• _ABOUT THIS EXERCISE_: Below are records; please set down exactly the lines from the first through the one containing "prop:value=move || value.get()".

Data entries
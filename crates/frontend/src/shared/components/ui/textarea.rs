use leptos::prelude::*;

/// Multi-line text input for notes and descriptions.
#[component]
pub fn Textarea(
    #[prop(optional, into)] label: MaybeProp<String>,
    #[prop(into)] value: Signal<String>,
    #[prop(optional)] on_input: Option<Callback<String>>,
    #[prop(optional, into)] placeholder: MaybeProp<String>,
    #[prop(optional)] rows: Option<u32>,
) -> impl IntoView {
    let rows = rows.unwrap_or(3);

    view! {
        <div class="form__group">
            {move || label.get().map(|l| view! {
                <label class="form__label">{l}</label>
            })}
            <textarea
                class="form__textarea"
                rows=rows
                prop:value=move || value.get()
                placeholder=move || placeholder.get().unwrap_or_default()
                on:input=move |ev| {
                    if let Some(handler) = on_input {
                        handler.run(event_target_value(&ev));
                    }
                }
            ></textarea>
        </div>
    }
}
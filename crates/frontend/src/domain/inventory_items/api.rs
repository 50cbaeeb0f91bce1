//! REST client for inventory item records.

use contracts::domain::inventory::{InventoryItem, InventoryItemDraft};

use crate::shared::api::{self, ApiError};

pub async fn fetch_inventory_items() -> Result<Vec<InventoryItem>, ApiError> {
    api::get_json("/inventory/find-all").await
}

pub async fn create_inventory_item(draft: &InventoryItemDraft) -> Result<InventoryItem, ApiError> {
    api::post_json("/inventory/create", draft).await
}

pub async fn update_inventory_item(item: &InventoryItem) -> Result<(), ApiError> {
    api::put_json(&format!("/inventory/update/{}", item.id), item).await
}

pub async fn delete_inventory_items(ids: &[String]) -> Result<(), ApiError> {
    api::delete_all(ids.iter().map(|id| format!("/inventory/delete/{}", id))).await
}
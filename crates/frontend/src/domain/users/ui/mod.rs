pub mod details;
pub mod form;
pub mod list;

pub use list::UsersPage;
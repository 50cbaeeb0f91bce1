//! Read-only travel agent detail sheet shown in the view dialog.

use contracts::domain::contacts::TravelAgent;
use leptos::prelude::*;

use crate::shared::dates::format_date;

fn detail(label: &'static str, value: String) -> impl IntoView {
    let display = if value.trim().is_empty() {
        "N/A".to_string()
    } else {
        value
    };
    view! {
        <div class="details__row">
            <span class="details__label">{label}</span>
            <span class="details__value">{display}</span>
        </div>
    }
}

#[component]
pub fn TravelAgentDetails(#[prop(into)] agent: Signal<Option<TravelAgent>>) -> impl IntoView {
    view! {
        {move || agent.get().map(|agent| view! {
            <div class="details">
                {(!agent.logo_url.is_empty()).then(|| view! {
                    <img class="details__image" src=agent.logo_url.clone() alt=agent.name.clone()/>
                })}
                {detail("Name", agent.name.clone())}
                {detail("Registration Number", agent.registration_number.clone())}
                {detail("Owner", agent.owner_name.clone())}
                {detail("Designation", agent.designation.clone())}
                {detail("Email", agent.email.clone())}
                {detail("Phone", agent.phone.clone())}
                {detail("Alternate Phone", agent.alternate_phone.clone())}
                {detail("Address", agent.address.clone())}
                {detail("City", agent.city.clone())}
                {detail("Province", agent.province.clone())}
                {detail("Country", agent.country.clone())}
                {detail("Postal Code", agent.postal_code.clone())}
                {detail("Website", agent.website.clone())}
                {detail("Facebook", agent.facebook.clone())}
                {detail("Instagram", agent.instagram.clone())}
                {detail("Status", agent.status.clone())}
                {detail("Description", agent.description.clone())}
                {detail(
                    "Created",
                    agent.created_at.as_deref().map(format_date).unwrap_or_else(|| "N/A".to_string()),
                )}
                {detail(
                    "Updated",
                    agent.updated_at.as_deref().map(format_date).unwrap_or_else(|| "N/A".to_string()),
                )}
            </div>
        })}
    }
}
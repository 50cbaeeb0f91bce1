//! Local reconciliation and filtering of the page-owned record collection.
//!
//! Each page fetches its collection once, derives a filtered subset for the
//! table, and mutates the collection only through these helpers after a
//! confirmed server-side change — never optimistically.

use contracts::Record;

/// Replace the record whose id matches `updated`, leaving every other record
/// untouched. A missing id is a no-op (the record was removed concurrently).
pub fn apply_update<T: Record>(records: &mut Vec<T>, updated: T) {
    if let Some(slot) = records.iter_mut().find(|r| r.id() == updated.id()) {
        *slot = updated;
    }
}

/// Drop every record whose id appears in `ids`.
pub fn remove_ids<T: Record>(records: &mut Vec<T>, ids: &[String]) {
    records.retain(|record| !ids.iter().any(|id| id == record.id()));
}

/// Apply a settled bulk-delete outcome. The batch is all-or-nothing: any
/// rejection leaves the collection exactly as it was. Returns whether the
/// removal happened.
pub fn reconcile_delete<T: Record, E>(
    records: &mut Vec<T>,
    ids: &[String],
    outcome: &Result<(), E>,
) -> bool {
    match outcome {
        Ok(()) => {
            remove_ids(records, ids);
            true
        }
        Err(_) => false,
    }
}

pub fn find_by_id<'a, T: Record>(records: &'a [T], id: &str) -> Option<&'a T> {
    records.iter().find(|record| record.id() == id)
}

/// Case-insensitive substring search over the fields a page exposes.
/// An empty query matches everything.
pub fn matches_search(query: &str, haystacks: &[&str]) -> bool {
    let needle = query.trim().to_lowercase();
    if needle.is_empty() {
        return true;
    }
    haystacks
        .iter()
        .any(|hay| hay.to_lowercase().contains(&needle))
}

/// Multi-select filter membership. An empty selection means "no filter".
pub fn matches_filter(value: &str, selected: &[String]) -> bool {
    selected.is_empty() || selected.iter().any(|s| s == value)
}

/// Sorted distinct non-empty values of one field, for filter dropdowns.
pub fn distinct_options<T>(records: &[T], field: impl Fn(&T) -> &str) -> Vec<String> {
    let mut values: Vec<String> = records
        .iter()
        .map(|record| field(record).trim().to_string())
        .filter(|value| !value.is_empty())
        .collect();
    values.sort();
    values.dedup();
    values
}

#[cfg(test)]
mod tests {
    use super::*;
    use contracts::domain::contacts::TravelAgent;

    fn agent(id: &str, name: &str, country: &str, city: &str) -> TravelAgent {
        serde_json::from_str(&format!(
            r#"{{"_id":"{id}","name":"{name}","email":"{name}@x.lk","phone":"071",
                 "country":"{country}","city":"{city}"}}"#
        ))
        .unwrap()
    }

    #[test]
    fn test_apply_update_touches_only_the_match() {
        let mut records = vec![agent("1", "Alpha", "LK", ""), agent("2", "Beta", "US", "")];
        let untouched = records[1].clone();

        let mut edited = records[0].clone();
        edited.name = "Alpha Tours".to_string();
        edited.updated_at = Some("2025-08-01T00:00:00Z".to_string());
        apply_update(&mut records, edited.clone());

        assert_eq!(records[0], edited);
        assert_eq!(records[1], untouched);
    }

    #[test]
    fn test_remove_ids_drops_exactly_the_deleted_set() {
        let mut records = vec![
            agent("1", "A", "", ""),
            agent("2", "B", "", ""),
            agent("3", "C", "", ""),
        ];
        remove_ids(&mut records, &["1".to_string(), "3".to_string()]);
        assert_eq!(records.len(), 1);
        assert_eq!(records[0].id, "2");
    }

    #[test]
    fn test_failed_batch_leaves_collection_unchanged() {
        let mut records = vec![
            agent("1", "A", "", ""),
            agent("2", "B", "", ""),
            agent("3", "C", "", ""),
        ];
        let before = records.clone();
        let outcome: Result<(), &str> = Err("HTTP 500");
        let removed = reconcile_delete(
            &mut records,
            &["1".to_string(), "2".to_string(), "3".to_string()],
            &outcome,
        );
        assert!(!removed);
        assert_eq!(records, before);
    }

    #[test]
    fn test_successful_batch_removes_subset() {
        let mut records = vec![
            agent("1", "A", "", ""),
            agent("2", "B", "", ""),
            agent("3", "C", "", ""),
        ];
        let outcome: Result<(), &str> = Ok(());
        assert!(reconcile_delete(
            &mut records,
            &["2".to_string()],
            &outcome
        ));
        assert_eq!(records.len(), 2);
        assert!(find_by_id(&records, "2").is_none());
    }

    #[test]
    fn test_search_and_filter_scenario() {
        let records = vec![agent("1", "Alpha", "LK", ""), agent("2", "Beta", "US", "")];

        let searched: Vec<_> = records
            .iter()
            .filter(|a| matches_search("alp", &[&a.name, &a.email]))
            .collect();
        assert_eq!(searched.len(), 1);
        assert_eq!(searched[0].name, "Alpha");

        let filtered: Vec<_> = records
            .iter()
            .filter(|a| matches_filter(&a.country, &["US".to_string()]))
            .collect();
        assert_eq!(filtered.len(), 1);
        assert_eq!(filtered[0].name, "Beta");
    }

    #[test]
    fn test_empty_query_and_empty_filter_match_all() {
        assert!(matches_search("  ", &["anything"]));
        assert!(matches_filter("LK", &[]));
    }

    #[test]
    fn test_distinct_options_sorted_and_deduped() {
        let records = vec![
            agent("1", "A", "LK", "Colombo"),
            agent("2", "B", "US", "Kandy"),
            agent("3", "C", "LK", ""),
        ];
        assert_eq!(distinct_options(&records, |a| &a.country), vec!["LK", "US"]);
        assert_eq!(
            distinct_options(&records, |a| &a.city),
            vec!["Colombo", "Kandy"]
        );
    }
}
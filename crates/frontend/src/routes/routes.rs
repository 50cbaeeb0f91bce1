//! Route table of the admin application.

use leptos::prelude::*;
use leptos_router::components::{Route, Router, Routes, A};
use leptos_router::path;

use crate::domain::inventory_items::ui::InventoryItemsPage;
use crate::domain::item_categories::ui::ItemCategoriesPage;
use crate::domain::staff::ui::StaffPage;
use crate::domain::travel_agents::ui::TravelAgentsPage;
use crate::domain::users::ui::UsersPage;
use crate::layout::Shell;
use crate::shared::icons::icon;

#[component]
pub fn AppRoutes() -> impl IntoView {
    view! {
        <Router>
            <Shell>
                <Routes fallback=|| view! { <NotFoundPage /> }>
                    <Route path=path!("/") view=DashboardPage />
                    <Route path=path!("/contacts/travel-agents") view=TravelAgentsPage />
                    <Route path=path!("/inventory/items") view=InventoryItemsPage />
                    <Route path=path!("/inventory/item-categories") view=ItemCategoriesPage />
                    <Route path=path!("/staff") view=StaffPage />
                    <Route path=path!("/users") view=UsersPage />
                </Routes>
            </Shell>
        </Router>
    }
}

fn dashboard_card(
    href: &'static str,
    icon_name: &'static str,
    title: &'static str,
    description: &'static str,
) -> impl IntoView {
    view! {
        <A href=href attr:class="dashboard__card">
            {icon(icon_name)}
            <h2 class="dashboard__card-title">{title}</h2>
            <p class="dashboard__card-text">{description}</p>
        </A>
    }
}

#[component]
fn DashboardPage() -> impl IntoView {
    view! {
        <section class="page">
            <header class="page__header">
                <h1 class="page__title">"Dashboard"</h1>
            </header>
            <div class="dashboard">
                {dashboard_card(
                    "/contacts/travel-agents",
                    "contacts",
                    "Travel Agents",
                    "Partner agencies and their contact details",
                )}
                {dashboard_card(
                    "/inventory/items",
                    "inventory",
                    "Inventory Items",
                    "Equipment, assignments and warranty tracking",
                )}
                {dashboard_card(
                    "/inventory/item-categories",
                    "category",
                    "Item Categories",
                    "Grouping for the inventory catalogue",
                )}
                {dashboard_card(
                    "/staff",
                    "staff",
                    "Staff",
                    "Employee records and departments",
                )}
                {dashboard_card(
                    "/users",
                    "users",
                    "Users",
                    "Sign-in accounts and role assignments",
                )}
            </div>
        </section>
    }
}

#[component]
fn NotFoundPage() -> impl IntoView {
    view! {
        <section class="page">
            <header class="page__header">
                <h1 class="page__title">"Page not found"</h1>
            </header>
            <p>"The page you are looking for does not exist."</p>
            <A href="/" attr:class="table__link">"Back to the dashboard"</A>
        </section>
    }
}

• _RESPONSE AREA_:
filename crates/frontend/src/shared/components/ui/textarea.rs
use leptos::prelude::*;

/// Multi-line text input for notes and descriptions.
#[component]
pub fn Textarea(
    #[prop(optional, into)] label: MaybeProp<String>,
    #[prop(into)] value: Signal<String>,
    #[prop(optional)] on_input: Option<Callback<String>>,
    #[prop(optional, into)] placeholder: MaybeProp<String>,
    #[prop(optional)] rows: Option<u32>,
) -> impl IntoView {
    let rows = rows.unwrap_or(3);

    view! {
        <div class="form__group">
            {move || label.get().map(|l| view! {
                <label class="form__label">{l}</label>
            })}
            <textarea
                class="form__textarea"
                rows=rows
                prop:value=move || value.get()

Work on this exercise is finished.